═════ DATASET RECORDS

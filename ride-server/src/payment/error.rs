//! Payment processor error types.

/// Errors from the payment processor client.
#[derive(Debug, thiserror::Error)]
pub enum PaymentError {
    /// HTTP request failed (network error, timeout, etc.)
    #[error("HTTP error: {0}")]
    Http(#[from] reqwest::Error),

    /// JSON deserialization failed
    #[error("JSON parse error: {0}")]
    Json(String),

    /// Processor returned an error status
    #[error("processor error {status}: {message}")]
    Api { status: u16, message: String },

    /// Invalid secret key
    #[error("unauthorized (invalid processor key)")]
    Unauthorized,

    /// Unknown payment intent
    #[error("payment intent {0} not found")]
    IntentNotFound(String),
}
//! Booking identifier type.

use std::fmt;

use chrono::{DateTime, Utc};
use rand::Rng;
use serde::{Deserialize, Serialize};

const BASE36: &[u8; 36] = b"0123456789ABCDEFGHIJKLMNOPQRSTUVWXYZ";

/// Length of the random suffix appended to generated identifiers.
const SUFFIX_LEN: usize = 4;

/// A booking identifier.
///
/// Generated identifiers are the base-36 millisecond timestamp followed by
/// a random base-36 suffix, e.g. `MBX1Q2ZK-7F3X`. They are short and sort
/// roughly by creation time, but are only probably unique: the store
/// enforces uniqueness on insert.
///
/// # Examples
///
/// ```
/// use ride_server::domain::BookingId;
///
/// let id = BookingId::new("MBX1Q2ZK-7F3X");
/// assert_eq!(id.as_str(), "MBX1Q2ZK-7F3X");
/// ```
#[derive(Clone, PartialEq, Eq, Hash, PartialOrd, Ord, Serialize, Deserialize)]
#[serde(transparent)]
pub struct BookingId(String);

impl BookingId {
    /// Wrap an existing identifier (e.g. one taken from a URL).
    pub fn new(s: impl Into<String>) -> Self {
        BookingId(s.into())
    }

    /// Generate a fresh identifier for a booking created at `now`.
    pub fn generate<R: Rng>(now: DateTime<Utc>, rng: &mut R) -> Self {
        let millis = u64::try_from(now.timestamp_millis()).unwrap_or(0);

        let mut id = to_base36(millis);
        id.push('-');
        for _ in 0..SUFFIX_LEN {
            id.push(BASE36[rng.gen_range(0..BASE36.len())] as char);
        }
        BookingId(id)
    }

    pub fn as_str(&self) -> &str {
        &self.0
    }
}

fn to_base36(mut n: u64) -> String {
    if n == 0 {
        return "0".to_string();
    }
    let mut digits = Vec::new();
    while n > 0 {
        digits.push(BASE36[(n % 36) as usize]);
        n /= 36;
    }
    digits.reverse();
    // Only ASCII digits and uppercase letters are pushed.
    String::from_utf8(digits).unwrap_or_default()
}

impl fmt::Debug for BookingId {
    fn fmt(&self, f: &mut fmt::Formatter<'_>) -> fmt::Result {
        write!(f, "BookingId({})", self.0)
    }
}

impl fmt::Display for BookingId {
    fn fmt(&self, f: &mut fmt::Formatter<'_>) -> fmt::Result {
        f.write_str(&self.0)
    }
}
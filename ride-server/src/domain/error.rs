//! Booking error types.
//!
//! `ValidationError` and `StateTransitionError` are raised by the booking
//! model itself. `BookingError` is the umbrella type returned by the
//! orchestrator, which also carries collaborator failures.

use crate::maps::DistanceError;
use crate::store::StoreError;

use super::{BookingId, BookingStatus};

/// A booking form field failed validation.
#[derive(Debug, Clone, PartialEq, Eq, thiserror::Error)]
#[error("invalid {field}: {message}")]
pub struct ValidationError {
    /// Wire name of the offending field (e.g. `passengerCount`).
    pub field: &'static str,
    pub message: String,
}

impl ValidationError {
    pub fn new(field: &'static str, message: impl Into<String>) -> Self {
        Self {
            field,
            message: message.into(),
        }
    }
}

/// A status change that the booking lifecycle does not allow.
#[derive(Debug, Clone, Copy, PartialEq, Eq, thiserror::Error)]
#[error("cannot move booking from {from} to {to}")]
pub struct StateTransitionError {
    pub from: BookingStatus,
    pub to: BookingStatus,
}

/// Errors surfaced by booking operations.
#[derive(Debug, thiserror::Error)]
pub enum BookingError {
    /// Malformed or inconsistent booking input
    #[error(transparent)]
    Validation(#[from] ValidationError),

    /// The distance provider could not price the route
    #[error("distance unavailable: {0}")]
    DistanceUnavailable(#[from] DistanceError),

    /// Illegal status change
    #[error(transparent)]
    StateTransition(#[from] StateTransitionError),

    /// The fare cannot change once the booking has left `pending`
    #[error("fare is locked once a booking is {0}")]
    FareLocked(BookingStatus),

    /// Payment signal disagrees with the booking total
    #[error(
        "payment amount mismatch for booking {booking_id}: expected {expected_minor}, received {received_minor}"
    )]
    AmountMismatch {
        booking_id: BookingId,
        expected_minor: u64,
        received_minor: u64,
    },

    /// The processor reports the payment as not captured
    #[error("payment {intent_id} has not been captured")]
    PaymentNotCaptured { intent_id: String },

    /// Unknown booking identifier
    #[error("booking {0} not found")]
    NotFound(BookingId),

    /// Data store failure
    #[error(transparent)]
    Store(#[from] StoreError),
}

impl BookingError {
    /// Whether the caller may retry the operation unchanged.
    pub fn is_retryable(&self) -> bool {
        matches!(
            self,
            BookingError::DistanceUnavailable(_) | BookingError::Store(StoreError::Unavailable(_))
        )
    }
}
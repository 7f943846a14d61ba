//! HTTP error mapping.

use axum::Json;
use axum::http::StatusCode;
use axum::response::{IntoResponse, Response};
use tracing::{error, info};

use crate::domain::BookingError;
use crate::fare::FareError;
use crate::maps::DistanceError;
use crate::payment::PaymentError;
use crate::session::SessionError;

use super::dto::ErrorResponse;

/// Application error type.
#[derive(Debug)]
pub enum AppError {
    BadRequest {
        message: String,
        field: Option<&'static str>,
    },
    PaymentRequired { message: String },
    NotFound { message: String },
    Conflict { message: String },
    Internal { message: String },
    BadGateway { message: String },
    Unavailable { message: String },
}

impl AppError {
    pub fn status(&self) -> StatusCode {
        match self {
            AppError::BadRequest { .. } => StatusCode::BAD_REQUEST,
            AppError::PaymentRequired { .. } => StatusCode::PAYMENT_REQUIRED,
            AppError::NotFound { .. } => StatusCode::NOT_FOUND,
            AppError::Conflict { .. } => StatusCode::CONFLICT,
            AppError::Internal { .. } => StatusCode::INTERNAL_SERVER_ERROR,
            AppError::BadGateway { .. } => StatusCode::BAD_GATEWAY,
            AppError::Unavailable { .. } => StatusCode::SERVICE_UNAVAILABLE,
        }
    }

    pub fn message(&self) -> &str {
        match self {
            AppError::BadRequest { message, .. }
            | AppError::PaymentRequired { message }
            | AppError::NotFound { message }
            | AppError::Conflict { message }
            | AppError::Internal { message }
            | AppError::BadGateway { message }
            | AppError::Unavailable { message } => message,
        }
    }

    fn field(&self) -> Option<&'static str> {
        match self {
            AppError::BadRequest { field, .. } => *field,
            _ => None,
        }
    }
}

impl From<BookingError> for AppError {
    fn from(e: BookingError) -> Self {
        let message = e.to_string();
        match e {
            BookingError::Validation(v) => AppError::BadRequest {
                message: v.message,
                field: Some(v.field),
            },
            BookingError::NotFound(_) => AppError::NotFound { message },
            BookingError::StateTransition(_)
            | BookingError::FareLocked(_)
            | BookingError::AmountMismatch { .. } => AppError::Conflict { message },
            BookingError::PaymentNotCaptured { .. } => AppError::PaymentRequired { message },
            BookingError::DistanceUnavailable(_) => AppError::Unavailable { message },
            BookingError::Store(_) => AppError::Internal { message },
        }
    }
}

impl From<PaymentError> for AppError {
    fn from(e: PaymentError) -> Self {
        match e {
            PaymentError::IntentNotFound(_) => AppError::NotFound {
                message: e.to_string(),
            },
            _ => AppError::BadGateway {
                message: format!("payment processor: {e}"),
            },
        }
    }
}

impl From<DistanceError> for AppError {
    fn from(e: DistanceError) -> Self {
        AppError::Unavailable {
            message: format!("maps provider: {e}"),
        }
    }
}

impl From<FareError> for AppError {
    fn from(e: FareError) -> Self {
        AppError::BadRequest {
            message: e.to_string(),
            field: Some("distanceKm"),
        }
    }
}

impl From<SessionError> for AppError {
    fn from(e: SessionError) -> Self {
        AppError::Internal {
            message: e.to_string(),
        }
    }
}

impl IntoResponse for AppError {
    fn into_response(self) -> Response {
        let status = self.status();
        if status.is_server_error() {
            error!(%status, message = self.message(), "request failed");
        } else {
            info!(%status, message = self.message(), "request rejected");
        }

        let body = Json(ErrorResponse {
            error: self.message().to_string(),
            field: self.field(),
        });
        (status, body).into_response()
    }
}

#[cfg(test)]
mod tests {
    use super::*;
    use crate::domain::{BookingId, BookingStatus, StateTransitionError, ValidationError};

    #[test]
    fn booking_errors_map_to_statuses() {
        let cases = [
            (
                BookingError::Validation(ValidationError::new("pickup", "required")),
                StatusCode::BAD_REQUEST,
            ),
            (
                BookingError::NotFound(BookingId::new("B1")),
                StatusCode::NOT_FOUND,
            ),
            (
                BookingError::StateTransition(StateTransitionError {
                    from: BookingStatus::Completed,
                    to: BookingStatus::Cancelled,
                }),
                StatusCode::CONFLICT,
            ),
            (
                BookingError::AmountMismatch {
                    booking_id: BookingId::new("B1"),
                    expected_minor: 35_000,
                    received_minor: 29_800,
                },
                StatusCode::CONFLICT,
            ),
            (
                BookingError::FareLocked(BookingStatus::Confirmed),
                StatusCode::CONFLICT,
            ),
            (
                BookingError::PaymentNotCaptured {
                    intent_id: "pi_1".into(),
                },
                StatusCode::PAYMENT_REQUIRED,
            ),
            (
                BookingError::DistanceUnavailable(DistanceError::RateLimited),
                StatusCode::SERVICE_UNAVAILABLE,
            ),
        ];

        for (err, status) in cases {
            assert_eq!(AppError::from(err).status(), status);
        }
    }

    #[test]
    fn validation_keeps_the_field() {
        let err = AppError::from(BookingError::Validation(ValidationError::new(
            "contactNumber",
            "not a phone number",
        )));
        assert_eq!(err.field(), Some("contactNumber"));
        assert_eq!(err.message(), "not a phone number");
    }

    #[test]
    fn processor_failures_are_bad_gateway() {
        assert_eq!(
            AppError::from(PaymentError::Unauthorized).status(),
            StatusCode::BAD_GATEWAY
        );
        assert_eq!(
            AppError::from(PaymentError::IntentNotFound("pi_x".into())).status(),
            StatusCode::NOT_FOUND
        );
    }
}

══════════

TASK TO CARRY OUT => For the listing above, say how many lines hold the string "Unknown". Give only that number.

OUTPUT BELOW => 2